I'm looking for an open source data store that scales as easily as Cassandra but data can be queried via documents like MongoDB.
Are there currently any databases out that do this?
In this website http://nosql-database.org you can find a list of many NoSQL databases sorted by datastore types, you should check the Document stores there.
I'm not naming any specific database to avoid a biased/opinion-based answer, but if you are interested in a data store that is as scalable as Cassandra, you probably want to check those which use master-master/multi-master/masterless (you name it, the idea is the same) architecture, where both writes and reads can be split among all nodes in the cluster.
I know Cassandra is optimized towards writes rather than reads, but without further details in the question can't refine the answer with more information.
Update:
Disclaimer: I haven't used CouchDB at all, and haven't tested it's performance either.
Since you spotted CouchDB I'll add what I've found in the official documentation, in the distributed database and replication section.
CouchDB is a peer-based distributed database system. It allows users and servers to access and update the same shared data while disconnected. Those changes can then be replicated bi-directionally later.
The CouchDB document storage, view and security models are designed to work together to make true bi-directional replication efficient and reliable. Both documents and designs can replicate, allowing full database applications (including application design, logic and data) to be replicated to laptops for offline use, or replicated to servers in remote offices where slow or unreliable connections make sharing data difficult.

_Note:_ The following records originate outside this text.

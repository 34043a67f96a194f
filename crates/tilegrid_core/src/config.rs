//! Grid configuration.
//!
//! A [`GridConfig`] fixes the grid dimensions for the lifetime of a match
//! and carries the few tuning values the grid itself applies. Configs are
//! plain data and can be written as RON:
//!
//! ```ron
//! GridConfig(
//!     width: 256,
//!     height: 256,
//!     seed: 7,
//!     debug_colors: false,
//!     spells: SpellTuning(
//!         curse_mountain_percent: 50,
//!         summon_fish_amount: 10,
//!     ),
//! )
//! ```

use std::io::Read;
use std::path::Path;

use serde::{Deserialize, Serialize};

use crate::error::{GridError, Result};
use crate::math::{percent, Fixed};

/// Largest width or height a grid may have.
pub const MAX_GRID_SIDE: u16 = i16::MAX as u16;

/// Tuning for spells that act on tile resources.
#[derive(Debug, Clone, Copy, PartialEq, Eq, Serialize, Deserialize)]
#[serde(default)]
pub struct SpellTuning {
    /// Multiplier applied to a mountain's resource amount when cursed
    /// (100 = unchanged).
    pub curse_mountain_percent: u16,
    /// Fish added to a shallow water tile by the summon spell.
    pub summon_fish_amount: u8,
}

impl Default for SpellTuning {
    fn default() -> Self {
        Self {
            curse_mountain_percent: 50,
            summon_fish_amount: 10,
        }
    }
}

impl SpellTuning {
    /// Curse multiplier as a fixed-point factor.
    #[must_use]
    pub fn curse_factor(&self) -> Fixed {
        percent(self.curse_mountain_percent)
    }
}

/// Configuration for a [`LandscapeGrid`](crate::grid::LandscapeGrid).
#[derive(Debug, Clone, PartialEq, Eq, Serialize, Deserialize)]
#[serde(default)]
pub struct GridConfig {
    /// Grid width in tiles.
    pub width: u16,
    /// Grid height in tiles.
    pub height: u16,
    /// Seed for the deterministic generator used when re-arming decay.
    pub seed: u64,
    /// Allocate the per-tile debug color overlay.
    pub debug_colors: bool,
    /// Spell tuning.
    pub spells: SpellTuning,
}

impl Default for GridConfig {
    fn default() -> Self {
        Self {
            width: 128,
            height: 128,
            seed: 12345,
            debug_colors: false,
            spells: SpellTuning::default(),
        }
    }
}

impl GridConfig {
    /// Create a config for the given dimensions with default tuning.
    #[must_use]
    pub fn new(width: u16, height: u16) -> Self {
        Self {
            width,
            height,
            ..Default::default()
        }
    }

    /// Small map (64x64 tiles).
    #[must_use]
    pub fn small() -> Self {
        Self::new(64, 64)
    }

    /// Large map (512x512 tiles).
    #[must_use]
    pub fn large() -> Self {
        Self::new(512, 512)
    }

    /// Set the random seed.
    #[must_use]
    pub const fn with_seed(mut self, seed: u64) -> Self {
        self.seed = seed;
        self
    }

    /// Enable or disable the debug color overlay.
    #[must_use]
    pub const fn with_debug_colors(mut self, enabled: bool) -> Self {
        self.debug_colors = enabled;
        self
    }

    /// Replace the spell tuning.
    #[must_use]
    pub const fn with_spells(mut self, spells: SpellTuning) -> Self {
        self.spells = spells;
        self
    }

    /// Number of tiles a grid built from this config holds.
    #[must_use]
    pub const fn tile_count(&self) -> usize {
        self.width as usize * self.height as usize
    }

    /// Check that the dimensions are usable.
    ///
    /// # Errors
    ///
    /// Returns [`GridError::InvalidDimensions`] if either side is zero or
    /// larger than [`MAX_GRID_SIDE`].
    pub fn validate(&self) -> Result<()> {
        let side_ok = |side: u16| side > 0 && side <= MAX_GRID_SIDE;
        if side_ok(self.width) && side_ok(self.height) {
            Ok(())
        } else {
            Err(GridError::InvalidDimensions {
                width: self.width,
                height: self.height,
                max: MAX_GRID_SIDE,
            })
        }
    }

    /// Parse a config from RON text and validate it.
    ///
    /// # Errors
    ///
    /// Returns an error if the text is not a valid config.
    pub fn from_ron_str(text: &str) -> Result<Self> {
        Self::parse(text, "<inline>")
    }

    /// Load a config from a RON file and validate it.
    ///
    /// # Errors
    ///
    /// Returns an error if the file cannot be read or parsed.
    pub fn load<P: AsRef<Path>>(path: P) -> Result<Self> {
        let path = path.as_ref();
        let path_str = path.display().to_string();

        let mut file = std::fs::File::open(path).map_err(|e| GridError::ConfigIo {
            path: path_str.clone(),
            source: e,
        })?;

        let mut contents = String::new();
        file.read_to_string(&mut contents)
            .map_err(|e| GridError::ConfigIo {
                path: path_str.clone(),
                source: e,
            })?;

        let config = Self::parse(&contents, &path_str)?;
        tracing::info!(
            "Loaded grid config '{}' ({}x{})",
            path_str,
            config.width,
            config.height
        );
        Ok(config)
    }

    fn parse(text: &str, path: &str) -> Result<Self> {
        let config: Self = ron::from_str(text).map_err(|e| GridError::ConfigParse {
            path: path.to_string(),
            source: e,
        })?;
        config.validate()?;
        Ok(config)
    }
}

The replication process is incremental. At the database level, replication only examines documents updated since the last replication. Then for each updated document, only fields and blobs that have changed are replicated across the network. If replication fails at any step, due to network problems or crash for example, the next replication restarts at the same document where it left off.
Partial replicas can be created and maintained. Replication can be filtered by a javascript function, so that only particular documents or those meeting specific criteria are replicated. This can allow users to take subsets of a large shared database application offline for their own use, while maintaining normal interaction with the application and that subset of data.
Which looks quite scalable to me, as it seems you can add new nodes to the cluster and then all the data gets replicated.
Also partial replicas seems an interesting option for really big data sets, which I'd configure these very carefully, in order to prevent situations where a given query to the database might not yield valid results, for example, in the case of a network partition and having only access to a partial set.